FIG. 7 illustrates an example computing device 700 suitable for use with systems and methods for developing aptamers and biologics or providing results to a query according to this disclosure. The example computing device 700 includes a processor 505 which is in communication with the memory 710 and other components of the computing device 700 using one or more communications buses 715. The processor 705 is configured to execute processor-executable instructions stored in the memory 710 to perform one or more methods for developing aptamers or biologics or providing results to a query according to different examples, such as part or all of the example method 400, 500, or 600 described above with respect to FIG. 4, 5, or 6. In this example, the memory 710 stores processor-executable instructions that provide for provisioning of machine-learning algorithms or models 720 and aptamer identification 725, as discussed above with respect to FIGS. 1-6 (e.g., the controller/computer of platform 300).

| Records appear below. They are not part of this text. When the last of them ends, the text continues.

//! Route matching logic.
//!
//! # Responsibilities
//! - Parse route patterns (exact path or trailing-slash prefix)
//! - Match request methods against a route's method filter
//! - Rank matching patterns by specificity
//!
//! # Design Decisions
//! - Path matching is case-sensitive
//! - No regex or path parameters: exact and prefix patterns only
//! - Specificity is a total order so dispatch is deterministic
//! - Request paths are matched in canonical form only (see [`canonical_path`])

use std::borrow::Cow;
use std::fmt;
use std::str::FromStr;

use axum::http::Method;
use serde::{Deserialize, Serialize};
use thiserror::Error;

use crate::routing::router::RouteError;

/// Method condition of a route.
#[derive(Debug, Clone, Copy, PartialEq, Eq, Hash, Deserialize, Serialize)]
#[serde(rename_all = "UPPERCASE")]
pub enum MethodFilter {
    Get,
    Post,
    Put,
    Delete,
    Any,
}

impl MethodFilter {
    /// Returns true if a request with `method` satisfies this filter.
    pub fn matches(&self, method: &Method) -> bool {
        match self {
            MethodFilter::Any => true,
            MethodFilter::Get => method == Method::GET,
            MethodFilter::Post => method == Method::POST,
            MethodFilter::Put => method == Method::PUT,
            MethodFilter::Delete => method == Method::DELETE,
        }
    }

    /// The specific filter for a request method, if it has one.
    pub fn for_method(method: &Method) -> Option<Self> {
        match *method {
            Method::GET => Some(MethodFilter::Get),
            Method::POST => Some(MethodFilter::Post),
            Method::PUT => Some(MethodFilter::Put),
            Method::DELETE => Some(MethodFilter::Delete),
            _ => None,
        }
    }

    pub fn as_str(&self) -> &'static str {
        match self {
            MethodFilter::Get => "GET",
            MethodFilter::Post => "POST",
            MethodFilter::Put => "PUT",
            MethodFilter::Delete => "DELETE",
            MethodFilter::Any => "ANY",
        }
    }
}

impl fmt::Display for MethodFilter {
    fn fmt(&self, f: &mut fmt::Formatter<'_>) -> fmt::Result {
        f.write_str(self.as_str())
    }
}

impl FromStr for MethodFilter {
    type Err = RouteError;

    fn from_str(s: &str) -> Result<Self, Self::Err> {
        match s.trim().to_ascii_uppercase().as_str() {
            "GET" => Ok(MethodFilter::Get),
            "POST" => Ok(MethodFilter::Post),
            "PUT" => Ok(MethodFilter::Put),
            "DELETE" => Ok(MethodFilter::Delete),
            "ANY" | "*" => Ok(MethodFilter::Any),
            other => Err(RouteError::UnknownMethod(other.to_string())),
        }
    }
}

/// A compiled path pattern.
///
/// A trailing `/` denotes "this path and everything under it"; anything
/// else must match the request path exactly.
#[derive(Debug, Clone, PartialEq, Eq)]
pub enum PathPattern {
    Exact(String),
    Prefix(String),
}

/// Rank of a pattern. Exact beats prefix, then longer literal wins.
#[derive(Debug, Clone, Copy, PartialEq, Eq, PartialOrd, Ord)]
pub struct Specificity {
    exact: bool,
    literal_len: usize,
}

impl PathPattern {
    /// Parse a route pattern, rejecting anything the matcher cannot honor.
    pub fn parse(raw: &str) -> Result<Self, RouteError> {
        if raw.is_empty() {
            return Err(RouteError::EmptyPattern);
        }
        if !raw.starts_with('/') {
            return Err(RouteError::MissingLeadingSlash(raw.to_string()));
        }
        if let Some(c) = raw
            .chars()
            .find(|c| c.is_whitespace() || c.is_control() || matches!(c, '*' | '{' | '}' | '?' | '#'))
        {
            return Err(RouteError::UnsupportedCharacter(raw.to_string(), c));
        }
        match canonical_path(raw) {
            Ok(canonical) if canonical == raw => {}
            Err(PathError::DotSegment) => return Err(RouteError::DotSegment(raw.to_string())),
            _ => return Err(RouteError::NonCanonical(raw.to_string())),
        }

        if raw.ends_with('/') {
            Ok(PathPattern::Prefix(raw.to_string()))
        } else {
            Ok(PathPattern::Exact(raw.to_string()))
        }
    }

    /// Returns true if the request path falls under this pattern.
    pub fn matches(&self, path: &str) -> bool {
        match self {
            PathPattern::Exact(p) => path == p,
            PathPattern::Prefix(p) => path.starts_with(p.as_str()) || path == &p[..p.len() - 1],
        }
    }

    pub fn specificity(&self) -> Specificity {
        match self {
            PathPattern::Exact(p) => Specificity { exact: true, literal_len: p.len() },
            PathPattern::Prefix(p) => Specificity { exact: false, literal_len: p.len() },
        }
    }

    pub fn as_str(&self) -> &str {
        match self {
            PathPattern::Exact(p) | PathPattern::Prefix(p) => p,
        }
    }
}

impl fmt::Display for PathPattern {
    fn fmt(&self, f: &mut fmt::Formatter<'_>) -> fmt::Result {
        f.write_str(self.as_str())
    }
}

/// Why a request path has no canonical form.
#[derive(Debug, Clone, Copy, Error, PartialEq, Eq)]
pub enum PathError {
    #[error("empty path segment")]
    EmptySegment,

    #[error("`.` or `..` segment")]
    DotSegment,

    #[error("encoded or backslash path separator")]
    Separator,

    #[error("malformed percent-encoding")]
    InvalidEscape,
}

/// The canonical spelling of a request path.
///
/// Percent-encoded unreserved characters are decoded and the remaining
/// escapes are upper-cased, so one resource has exactly one spelling. Paths
/// that an upstream could resolve differently from the router are refused:
/// empty interior segments, `.`/`..` segments (plain or encoded), `%2F`,
/// `%5C` and literal backslashes.
pub fn canonical_path(path: &str) -> Result<Cow<'_, str>, PathError> {
    let segments: Vec<&str> = path.split('/').collect();
    let last = segments.len() - 1;
    let mut canonical = String::with_capacity(path.len());
    let mut changed = false;

    for (i, segment) in segments.iter().enumerate() {
        if i > 0 {
            canonical.push('/');
        }
        if segment.is_empty() {
            if i == 0 || i == last {
                continue;
            }
            return Err(PathError::EmptySegment);
        }

        let decoded = decode_segment(segment)?;
        if decoded == "." || decoded == ".." {
            return Err(PathError::DotSegment);
        }
        changed |= decoded != *segment;
        canonical.push_str(&decoded);
    }

    Ok(if changed {
        Cow::Owned(canonical)
    } else {
        Cow::Borrowed(path)
    })
}

fn decode_segment(segment: &str) -> Result<Cow<'_, str>, PathError> {
    if segment.contains('\\') {
        return Err(PathError::Separator);
    }
    if !segment.contains('%') {
        return Ok(Cow::Borrowed(segment));
    }

    let bytes = segment.as_bytes();
    let mut out = Vec::with_capacity(bytes.len());
    let mut i = 0;
    while i < bytes.len() {
        if bytes[i] != b'%' {
            out.push(bytes[i]);
            i += 1;
            continue;
        }

        let byte = match bytes.get(i + 1..i + 3) {
            Some([hi, lo]) if hi.is_ascii_hexdigit() && lo.is_ascii_hexdigit() => {
                (hex_value(*hi) << 4) | hex_value(*lo)
            }
            _ => return Err(PathError::InvalidEscape),
        };
        match byte {
            b'/' | b'\\' => return Err(PathError::Separator),
            b if b.is_ascii_alphanumeric() || matches!(b, b'-' | b'.' | b'_' | b'~') => out.push(b),
            b => out.extend_from_slice(format!("%{b:02X}").as_bytes()),
        }
        i += 3;
    }

    String::from_utf8(out)
        .map(Cow::Owned)
        .map_err(|_| PathError::InvalidEscape)
}

fn hex_value(digit: u8) -> u8 {
    match digit {
        b'0'..=b'9' => digit - b'0',
        b'a'..=b'f' => digit - b'a' + 10,
        _ => digit - b'A' + 10,
    }
}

The computing device 700, in this example, also includes one or more user input devices 730, such as a keyboard, mouse, touchscreen, microphone, etc., to accept user input. The computing device 700 also includes a display 735 to provide visual output to a user such as a user interface or display of aptamer sequences. The computing device 700 also includes a communications interface 740. In some examples, the communications interface 740 may enable communications using one or more networks, including a local area network (“LAN”); wide area network (“WAN”), such as the Internet; metropolitan area network (“MAN”); point-to-point or peer-to-peer connection; etc. Communication with other devices may be accomplished using any suitable networking protocol. For example, one suitable networking protocol may include the Internet Protocol (“IP”), Transmission Control Protocol (“TCP”), User Datagram Protocol (“UDP”), or combinations thereof, such as TCP/IP or UDP/IP.

V. Additional Considerations

Specific details are given in the above description to provide a thorough understanding of the embodiments. However, it is understood that the embodiments can be practiced without these specific details. For example, circuits can be shown in block diagrams in order not to obscure the embodiments in unnecessary detail. In other instances, well-known circuits, processes, algorithms, structures, and techniques can be shown without unnecessary detail in order to avoid obscuring the embodiments.

Implementation of the techniques, blocks, steps and means described above can be done in various ways. For example, these techniques, blocks, steps and means can be implemented in hardware, software, or a combination thereof. For a hardware implementation, the processing units can be implemented within one or more application specific integrated circuits (ASICs), digital signal processors (DSPs), digital signal processing devices (DSPDs), programmable logic devices (PLDs), field programmable gate arrays (FPGAs), processors, controllers, micro-controllers, microprocessors, other electronic units designed to perform the functions described above, and/or a combination thereof.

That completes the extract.